Rokkk () is a 2010 Indian horror film starring Tanushree Dutta and Udita Goswami. The movie is directed by Rajesh Ranshinge. It is based on supernatural thoughts and inevitable emotions. The movie does not contain any songs, but there was a soundtrack.

Plot
The story narrates two female protagonists Anushka (Tanushree Dutta) and Ahana (Udita Goswami). Ahana and Anushka are sisters. Anushka is married to an elderly man; Ravi (Sachin Khedekar). He is a widower and ties the knot with her after his first wife, Pooja's unknown and untimely death. Anushka's mother refuses to accept their marriage. The couple begin their journey in a new home purchased by Ravi 2 years ago. Anushka's life takes an unexpected twist. She tells this to her husband who thinks that she is only hallucinating and they decide to go back to their previous home, but the horror does not seem to stop in this house either. Anushka suspects that Pooja (Ravi's first wife) is behind all of these nerve-wracking incidents.

She seek the advice from a healer (Arif Zakaria) who tells her about the cursed house and that who ever will pass from the shadow of that house will be cursed and die a painful death. He gives her a Yantra which can only protect her and will not free her from the curse.

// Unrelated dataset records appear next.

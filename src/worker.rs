//! Lookup Worker Thread
//!
//! Runs remote lookups in a background thread so the host loop never blocks.
//! Receives requests via channel, runs each lookup as its own task on a
//! single-threaded tokio runtime, and sends tagged responses back.
//!
//! Lookups are not serialized: a second request may start before the first one
//! resolves. The coordinator discards responses that are no longer the latest.

use std::panic::{self, AssertUnwindSafe};
use std::sync::mpsc::Sender;
use std::thread::JoinHandle;

use tokio::sync::mpsc::UnboundedReceiver;
use tokio_util::sync::CancellationToken;

use crate::ResultSet;
use crate::lookup::{Lookup, LookupError};

/// Request to resolve a query remotely
#[derive(Debug)]
pub struct LookupRequest {
    pub query: String,
    /// Unique ID for tracking this request
    pub request_id: u64,
}

/// Outcome of one remote lookup
#[derive(Debug)]
pub struct LookupResponse {
    pub query: String,
    /// Request ID this response belongs to
    pub request_id: u64,
    pub outcome: Result<ResultSet, LookupError>,
}

/// Spawn the lookup worker thread
///
/// The thread exits when `shutdown` is cancelled or every request sender is dropped.
/// Responses for lookups still running at that point are never sent.
pub fn spawn_worker(
    lookup: Lookup,
    request_rx: UnboundedReceiver<LookupRequest>,
    response_tx: Sender<LookupResponse>,
    shutdown: CancellationToken,
) -> std::io::Result<JoinHandle<()>> {
    std::thread::Builder::new()
        .name("hyper-search-lookup".to_string())
        .spawn(move || {
            let result = panic::catch_unwind(AssertUnwindSafe(|| {
                let rt = match tokio::runtime::Builder::new_current_thread()
                    .enable_all()
                    .build()
                {
                    Ok(rt) => rt,
                    Err(e) => {
                        log::error!("Failed to create lookup runtime: {}", e);
                        return;
                    }
                };

                rt.block_on(worker_loop(lookup, request_rx, response_tx, shutdown));
            }));

            if let Err(e) = result {
                let panic_msg = if let Some(s) = e.downcast_ref::<&str>() {
                    s.to_string()
                } else if let Some(s) = e.downcast_ref::<String>() {
                    s.clone()
                } else {
                    "Unknown panic".to_string()
                };
                log::error!("Lookup worker thread panicked: {}", panic_msg);
            }
        })
}

/// Main async worker loop - dispatches requests until shutdown or channel close
pub(crate) async fn worker_loop(
    lookup: Lookup,
    mut request_rx: UnboundedReceiver<LookupRequest>,
    response_tx: Sender<LookupResponse>,
    shutdown: CancellationToken,
) {
    log::debug!("Lookup worker started ({})", lookup.name());

    loop {
        tokio::select! {
            biased;

            _ = shutdown.cancelled() => {
                log::debug!("Lookup worker shutting down");
                break;
            }

            request = request_rx.recv() => {
                let Some(request) = request else {
                    log::debug!("Lookup request channel closed");
                    break;
                };

                let lookup = lookup.clone();
                let response_tx = response_tx.clone();
                let shutdown = shutdown.clone();
                tokio::spawn(async move {
                    handle_request(&lookup, request, &response_tx, &shutdown).await;
                });
            }
        }
    }
}

async fn handle_request(
    lookup: &Lookup,
    request: LookupRequest,
    response_tx: &Sender<LookupResponse>,
    shutdown: &CancellationToken,
) {
    let LookupRequest { query, request_id } = request;
    log::debug!("Lookup {} started for {:?}", request_id, query);

    // A panicking host lookup must still produce a response, or the loading flag would stick
    let outcome = match tokio::spawn(lookup.lookup(query.clone())).await {
        Ok(outcome) => outcome,
        Err(e) => Err(LookupError::Task {
            message: e.to_string(),
        }),
    };

    if shutdown.is_cancelled() {
        log::debug!("Dropping lookup {} finished after shutdown", request_id);
        return;
    }

    match &outcome {
        Ok(results) => log::debug!("Lookup {} returned {} results", request_id, results.len()),
        Err(e) => log::debug!("Lookup {} failed: {}", request_id, e),
    }

    let _ = response_tx.send(LookupResponse {
        query,
        request_id,
        outcome,
    });
}

#[cfg(test)]
#[path = "worker_tests.rs"]
mod worker_tests;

When Ahana tries to discover the story behind the incidents her husband and sister-in-law get murdered; she is charged with the murders and taken to an asylum. She tries to reach her sister but she is unable to. By sensing a problem, Ahana starts a journey to reach her sister. In hotel where Ahana was staying she meets Ranvir (Shaad Randhawa) a CBI officer who is in charge of this case.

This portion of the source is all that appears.